In those children scoring above the basal scoring threshold in both test editions, the median Bayley-3 Cognitive Composite score was higher than the Bayley-2 MDI (100 vs 93) as was Bayley-3 Language Composite score (97 vs 93; TableII). Figure2 shows the scatter plot of the relationship between Bayley-2 MDI and Bayley-3 CLC scores for all children (n=61). Combining the separate cognitive and language scores from the Bayley-3 produced the strongest correlation with Bayley-2 (Pearson's r=0.96; TableIII). The relationship was linear (relevant regression equation given in Fig.2) with Bayley-3 scores higher than Bayley-2 scores. Severe disability cut-off thresholds at 70 and at the Bayley-3 score point of intersection with the regression line are indicated. Of the 10 infants with Bayley-2 MDI scores of <70, only three of the 10 had Bayley-3 CLC scores of <70. The point of intersection with the regression line occurs at 85. Using a Bayley-3 cut-off <85 instead of <70, nine of 10 the infants are scored as having severe cognitive/language impairment by both the Bayley-2 and Bayley-3. The relationship between Bayley-3 CLC versus Bayley-2 MDI scores has a slightly different regression line resulting in a slightly higher Bayley-3 CLC of 87 being equivalent to Bayley-2 MDI of 70 (Appendix S3 online supporting information).

Table II.

Bayley-2 Index and Bayley-3 Composite and scaled scores (children scoring above the basal score threshold of each test)

Bayley-2 and Bayley-3 scores Median (range) Mean (SD)
Bayley-2 Mental Developmental Indexa 93 (50–121) 91 (17)
Bayley-3 Cognitive Compositea 100 (65–125) 102 (12.3)
Bayley-3 Language Compositea 97 (68–135) 99 (14.3)
Bayley-3 Cognitive and Language Compositea 100 (74–122) 100 (12)
Bayley-2 Psychomotor Developmental Indexb 85 (59–107) 85 (12.5)
Bayley-3 Motor Compositeb 103 (76–124) 101 (12.6)
Bayley-3 modified Motor Compositeb 99 (76–121) 98 (11.6)
Bayley-3 Gross Motor Scaled Scoreb 9 (4–11) 9 (2)
Bayley-3 Fine Motor Scaled Scoreb 12 (4–17) 11 (2.9)

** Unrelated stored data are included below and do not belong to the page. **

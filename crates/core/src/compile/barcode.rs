//! `BARCODE` element compiler.

use super::ElementCompiler;
use super::attrs::{AttrDefault, Attributes, NAME, ORIGIN_X, ORIGIN_Y, ROTATION};
use crate::markup::document::{BARCODE_TAG, Element};

/// Symbology, optionally prefixed with `BC-`.
pub const BARCODE_TYPE: AttrDefault = AttrDefault::new("barcodetype", "BC-CODE39");
/// Narrow bar width for `^BY`.
pub const BAR_WIDTH: AttrDefault = AttrDefault::new("barcodewidth", "1");
/// Wide-to-narrow bar ratio for `^BY`.
pub const BAR_RATIO: AttrDefault = AttrDefault::new("barcoderatio", "1");
/// Bar height.
pub const HEIGHT: AttrDefault = AttrDefault::new("heightmagnification", "50");
/// Mod-43 check digit flag, `Y` or `N`.
pub const CHECK_DIGIT: AttrDefault = AttrDefault::new("addcheckdigit", "N");

/// Every attribute a `BARCODE` element understands, with its default.
pub const DEFAULTS: &[AttrDefault] = &[
    ORIGIN_X,
    ORIGIN_Y,
    BARCODE_TYPE,
    BAR_WIDTH,
    BAR_RATIO,
    HEIGHT,
    CHECK_DIGIT,
    ROTATION,
    NAME,
];

const TYPE_PREFIX: &str = "BC-";

/// Strip every leading `BC-` from a symbology name, so `BC-BC-X` becomes
/// `X`. A `BC-` later in the name is kept. No validation.
pub fn normalize_symbology(mut raw: &str) -> &str {
    while let Some(rest) = raw.strip_prefix(TYPE_PREFIX) {
        raw = rest;
    }
    raw
}

/// Emits `^FO{x},{y}^BY{w},{r}^B{type}{rotation},{h},{check}^FN{name}^FS`.
#[derive(Debug, Clone, Copy, Default)]
pub struct BarcodeCompiler;

impl ElementCompiler for BarcodeCompiler {
    fn tag(&self) -> &str {
        BARCODE_TAG
    }

    fn defaults(&self) -> &'static [AttrDefault] {
        DEFAULTS
    }

    fn compile(&self, element: &Element) -> String {
        let attrs = Attributes::of(element);
        format!(
            "^FO{},{}^BY{},{}^B{}{},{},{}^FN{}^FS",
            attrs.get(&ORIGIN_X),
            attrs.get(&ORIGIN_Y),
            attrs.get(&BAR_WIDTH),
            attrs.get(&BAR_RATIO),
            normalize_symbology(attrs.get(&BARCODE_TYPE)),
            attrs.get(&ROTATION),
            attrs.get(&HEIGHT),
            attrs.get(&CHECK_DIGIT),
            attrs.get(&NAME),
        )
    }
}
//! Diagnostic ID constants.
//!
//! Use these instead of string literals so typos fail at compile time.
//! `1xxx` codes come from the document parser, `2xxx` from the element
//! compiler, `3xxx` from collaborators such as the rasterization service.

/// The markup is not well-formed and cannot be translated.
pub const MALFORMED_MARKUP: &str = "ZPLM1001";

/// A child of the document root has no registered element compiler.
pub const UNRECOGNIZED_ELEMENT: &str = "ZPLM2001";

/// An attribute is not part of the element's default table.
pub const UNKNOWN_ATTRIBUTE: &str = "ZPLM2002";

/// A label element contains child elements, which are never descended into.
pub const NESTED_ELEMENT_IGNORED: &str = "ZPLM2003";

/// A rotation attribute is outside `N`, `R`, `I`, `B`.
pub const INVALID_ROTATION: &str = "ZPLM2004";

/// The rasterization service rejected or failed to render the command stream.
pub const RASTER_FAILED: &str = "ZPLM3001";

/// Every code defined in this module, in numeric order.
pub const ALL: &[&str] = &[
    MALFORMED_MARKUP,
    UNRECOGNIZED_ELEMENT,
    UNKNOWN_ATTRIBUTE,
    NESTED_ELEMENT_IGNORED,
    INVALID_ROTATION,
    RASTER_FAILED,
];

a n=57; b n=56. BSID, Bayley Scales of Infant Development.

Figure 2.

Figure 2

Bayley-2 Mental Developmental Index (MDI) scores versus Bayley-3 combined Cognitive and Language Composite (CLC) score (n=61). Solid line represents line of regression −49.476 + (1.399) × Bayley-3 CLC and the dotted line represents confidence intervals 1SD (6.166) of the residuals. On the y-axis the red line at 70 indicates the cut-off value for Bayley-2 MDI below which infants are classified as having severe developmental delay (−2SD from the normal mean value of 100). On the x-axis both 70 and 85 are marked with red lines. Only 3 children are classified with severe delay using Bayley-3 <70 as a cut-off. Bayley-3 <85 and Bayley-2 <70, classify the same infants (except one) as having severe developmental delay. For more accurate estimation of Bayley-2 MDI from Bayley-3 CLC, conversion equations from regression analysis can be applied.

Table III.

Correlation between Bayley-2 Index and Bayley-3 Composite scores with equations derived from linear regression analysis

x(n=61) y Pearson r Regression equation SD residuals
Bayley-2 MDI Bayley-3 CC 0.86 47.093+(0.597)x 7.444
Bayley-3 CC Bayley-2 MDI −35.065+(1.234)x 10.698
Bayley-2 MDI Bayley-3 LC 0.91 34.916+(0.704)x 6.824
Bayley-3 LC Bayley-2 MDI −25.230+(1.1684)x 8.789
Bayley-2 MDI Bayley-3 CLC 0.96 40.848+(0.653)x 4.211
Bayley-3 CLC Bayley-2 MDI −49.472+(1.399)x 6.166
Bayley-2 PDI Bayley-3 MC 0.87 35.410+(0.778)x 7.665
Bayley-3 MC Bayley-2 PDI −15.766+(0.984)x 8.62
Bayley-2 PDI Bayley-3 mMC 0.93 31.246+(0.787)x 5.55
Bayley-3 mMC Bayley-2 PDI −23.280+(1.098)x 6.554

Bayley-2, Bayley Scales of Infant Development, Second Edition; Bayley-3, Bayley Scales of Infant and Toddler Development, Third Edition; CC, Cognitive Composite; CLC, Cognitive and Language Composite; LC, Language Composite; MC, Motor Composite; MDI, Mental Developmental Index; mMC, modified Motor Composite; PDI, Psychomotor Developmental Index; SD, standard deviation.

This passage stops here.